Margaret shook her head. “Tom, I am sorry, but there is further for you to travel, and more for you to understand before I can—”
“Then I can never love you.”
“I know that, and it is of no matter.”
Angry now because he had wanted to hurt her with those words and had not succeeded, Neville strode over to a pile of linens which sat on a flat-lidded chest, fiddled with them for a moment, then looked back at Margaret.
“How is it, when you say that you are of the angels, that Saint Michael so reviles you?”
“As there is dissension within God’s Church on earth, then so also there is dissension within the ranks of heaven.”
“The angels are divided? But that means that …”
“Evil has worked its vile way everywhere, Tom. Saint Michael has also said this to you. Now, this time, this age, will be the final battleground.”
“And your role in this?”
“You know my role, Tom. We spoke of it only moments past. My role is to tempt you. To test you.”
He stared, and then walked slowly over to her, holding her eyes the entire way. When he reached Margaret, he gently cupped her chin in his hand, then bent down and kissed her.
“Then you play your role well,” he said finally, shocked to find himself, as her also, shaking with the desire unleashed by that one kiss.
“It is what I am here for,” she whispered.
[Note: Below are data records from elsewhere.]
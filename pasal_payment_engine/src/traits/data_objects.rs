use chrono::{DateTime, Utc};
use pasal_common::Rupee;
use serde::{Deserialize, Serialize};

use crate::db_types::Order;

/// An order line with its price already resolved from the catalog. The flow API builds these before handing
/// them to the backend, so inserts never re-read product prices.
#[derive(Debug, Clone, Copy, Serialize, Deserialize)]
pub struct PricedItem {
    pub product_id: i64,
    pub quantity: i64,
    pub unit_price: Rupee,
}

impl PricedItem {
    pub fn line_total(&self) -> Rupee {
        self.unit_price * self.quantity
    }
}

/// The outcome of a pending-payment expiry sweep.
#[derive(Debug, Clone, Default)]
pub struct ExpirySweepResult {
    pub cutoff: Option<DateTime<Utc>>,
    /// Orders that were cancelled by this sweep.
    pub cancelled: Vec<Order>,
}

impl ExpirySweepResult {
    pub fn count(&self) -> usize {
        self.cancelled.len()
    }
}

/// The outcome of a seller-balance release sweep.
#[derive(Debug, Clone, Default)]
pub struct ReleaseSweepResult {
    /// Orders whose seller balance was released by this sweep.
    pub released: Vec<Order>,
    /// Orders evaluated but still inside the wait period or otherwise ineligible.
    pub still_waiting: usize,
}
Neville momentarily closed his eyes, then drew away from her. He sat down in the chair, suddenly remembering that his head had been aching horribly for hours; now the pain in his temples flared beyond his ability to deal with it.
Margaret saw him drop his head into his hands. Silently she walked behind the chair, and placed her hands about his head.
He jumped, but allowed her to draw his head and shoulders back until they rested against the high back of the chair. Her fingers rubbed at his temples, and he drew in a breath of amazement and gratefulness as the pain ebbed away.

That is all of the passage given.